**Problem statement:** Copy each line of the records that holds the string "previous".

───── Source data ─────

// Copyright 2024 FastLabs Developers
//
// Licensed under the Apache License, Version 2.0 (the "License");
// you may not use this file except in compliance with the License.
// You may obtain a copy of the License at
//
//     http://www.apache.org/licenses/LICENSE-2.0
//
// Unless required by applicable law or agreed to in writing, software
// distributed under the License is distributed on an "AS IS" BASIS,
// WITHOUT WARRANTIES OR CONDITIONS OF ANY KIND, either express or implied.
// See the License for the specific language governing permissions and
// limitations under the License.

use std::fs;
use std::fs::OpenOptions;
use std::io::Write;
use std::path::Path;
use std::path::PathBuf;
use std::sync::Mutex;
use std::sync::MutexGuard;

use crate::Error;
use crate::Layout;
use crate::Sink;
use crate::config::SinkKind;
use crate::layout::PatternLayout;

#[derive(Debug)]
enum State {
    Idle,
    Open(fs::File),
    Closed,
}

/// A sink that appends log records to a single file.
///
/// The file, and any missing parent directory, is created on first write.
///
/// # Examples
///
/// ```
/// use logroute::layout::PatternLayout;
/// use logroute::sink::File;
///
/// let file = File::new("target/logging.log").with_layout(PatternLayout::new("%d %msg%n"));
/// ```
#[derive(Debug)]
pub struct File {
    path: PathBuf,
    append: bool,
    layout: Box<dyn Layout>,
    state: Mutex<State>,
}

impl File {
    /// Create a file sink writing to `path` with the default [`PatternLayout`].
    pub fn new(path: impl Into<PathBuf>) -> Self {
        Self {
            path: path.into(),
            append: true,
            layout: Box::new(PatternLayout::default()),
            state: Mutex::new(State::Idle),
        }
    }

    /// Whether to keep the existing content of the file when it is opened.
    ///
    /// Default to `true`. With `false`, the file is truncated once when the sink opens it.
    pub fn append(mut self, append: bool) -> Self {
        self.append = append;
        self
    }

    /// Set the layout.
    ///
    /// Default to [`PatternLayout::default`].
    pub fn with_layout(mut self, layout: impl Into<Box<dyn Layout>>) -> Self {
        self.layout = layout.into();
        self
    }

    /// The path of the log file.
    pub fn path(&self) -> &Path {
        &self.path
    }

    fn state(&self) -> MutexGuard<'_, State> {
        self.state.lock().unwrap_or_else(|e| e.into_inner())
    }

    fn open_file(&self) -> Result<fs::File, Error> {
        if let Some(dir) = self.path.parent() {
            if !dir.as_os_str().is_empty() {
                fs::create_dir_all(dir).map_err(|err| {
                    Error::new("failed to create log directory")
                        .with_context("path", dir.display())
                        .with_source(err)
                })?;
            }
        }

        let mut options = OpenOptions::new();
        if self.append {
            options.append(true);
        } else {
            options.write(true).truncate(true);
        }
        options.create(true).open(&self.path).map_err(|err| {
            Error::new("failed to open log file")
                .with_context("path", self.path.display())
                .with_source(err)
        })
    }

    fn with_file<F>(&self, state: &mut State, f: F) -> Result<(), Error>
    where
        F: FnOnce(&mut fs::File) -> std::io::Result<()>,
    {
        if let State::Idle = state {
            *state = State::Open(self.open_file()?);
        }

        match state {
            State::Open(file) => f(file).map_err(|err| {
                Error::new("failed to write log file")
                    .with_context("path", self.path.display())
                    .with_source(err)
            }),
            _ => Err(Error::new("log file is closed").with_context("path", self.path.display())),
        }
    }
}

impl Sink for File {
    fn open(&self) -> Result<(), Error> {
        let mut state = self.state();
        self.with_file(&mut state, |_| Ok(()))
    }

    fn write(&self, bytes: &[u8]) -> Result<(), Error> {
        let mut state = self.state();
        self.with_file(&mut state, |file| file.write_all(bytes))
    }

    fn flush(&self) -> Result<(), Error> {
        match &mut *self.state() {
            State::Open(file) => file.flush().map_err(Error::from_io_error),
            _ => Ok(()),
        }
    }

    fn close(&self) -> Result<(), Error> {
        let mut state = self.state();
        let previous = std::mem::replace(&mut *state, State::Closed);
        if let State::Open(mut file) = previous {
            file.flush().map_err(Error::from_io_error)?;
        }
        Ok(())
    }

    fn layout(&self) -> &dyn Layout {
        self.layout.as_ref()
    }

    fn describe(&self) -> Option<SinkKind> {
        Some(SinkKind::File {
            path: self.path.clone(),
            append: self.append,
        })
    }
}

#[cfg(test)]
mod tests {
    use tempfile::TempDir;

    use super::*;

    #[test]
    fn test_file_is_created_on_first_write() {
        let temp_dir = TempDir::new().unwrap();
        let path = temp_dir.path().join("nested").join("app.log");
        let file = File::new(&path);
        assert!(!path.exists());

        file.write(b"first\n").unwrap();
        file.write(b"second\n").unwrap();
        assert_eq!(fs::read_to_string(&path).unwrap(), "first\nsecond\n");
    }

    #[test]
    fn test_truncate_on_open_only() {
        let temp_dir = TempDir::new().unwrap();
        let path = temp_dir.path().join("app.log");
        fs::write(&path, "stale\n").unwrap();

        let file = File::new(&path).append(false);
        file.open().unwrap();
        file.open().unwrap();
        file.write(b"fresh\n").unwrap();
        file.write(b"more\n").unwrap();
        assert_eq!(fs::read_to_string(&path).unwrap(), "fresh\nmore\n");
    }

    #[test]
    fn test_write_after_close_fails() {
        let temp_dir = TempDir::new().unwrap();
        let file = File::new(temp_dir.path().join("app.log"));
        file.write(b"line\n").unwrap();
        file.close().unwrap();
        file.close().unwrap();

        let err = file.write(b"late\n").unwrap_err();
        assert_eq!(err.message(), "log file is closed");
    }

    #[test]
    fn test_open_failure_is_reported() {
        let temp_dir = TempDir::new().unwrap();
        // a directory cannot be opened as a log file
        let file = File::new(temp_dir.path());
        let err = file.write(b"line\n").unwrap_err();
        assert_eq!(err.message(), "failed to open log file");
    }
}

─────

**Answer space:**
        let previous = std::mem::replace(&mut *state, State::Closed);
        if let State::Open(mut file) = previous {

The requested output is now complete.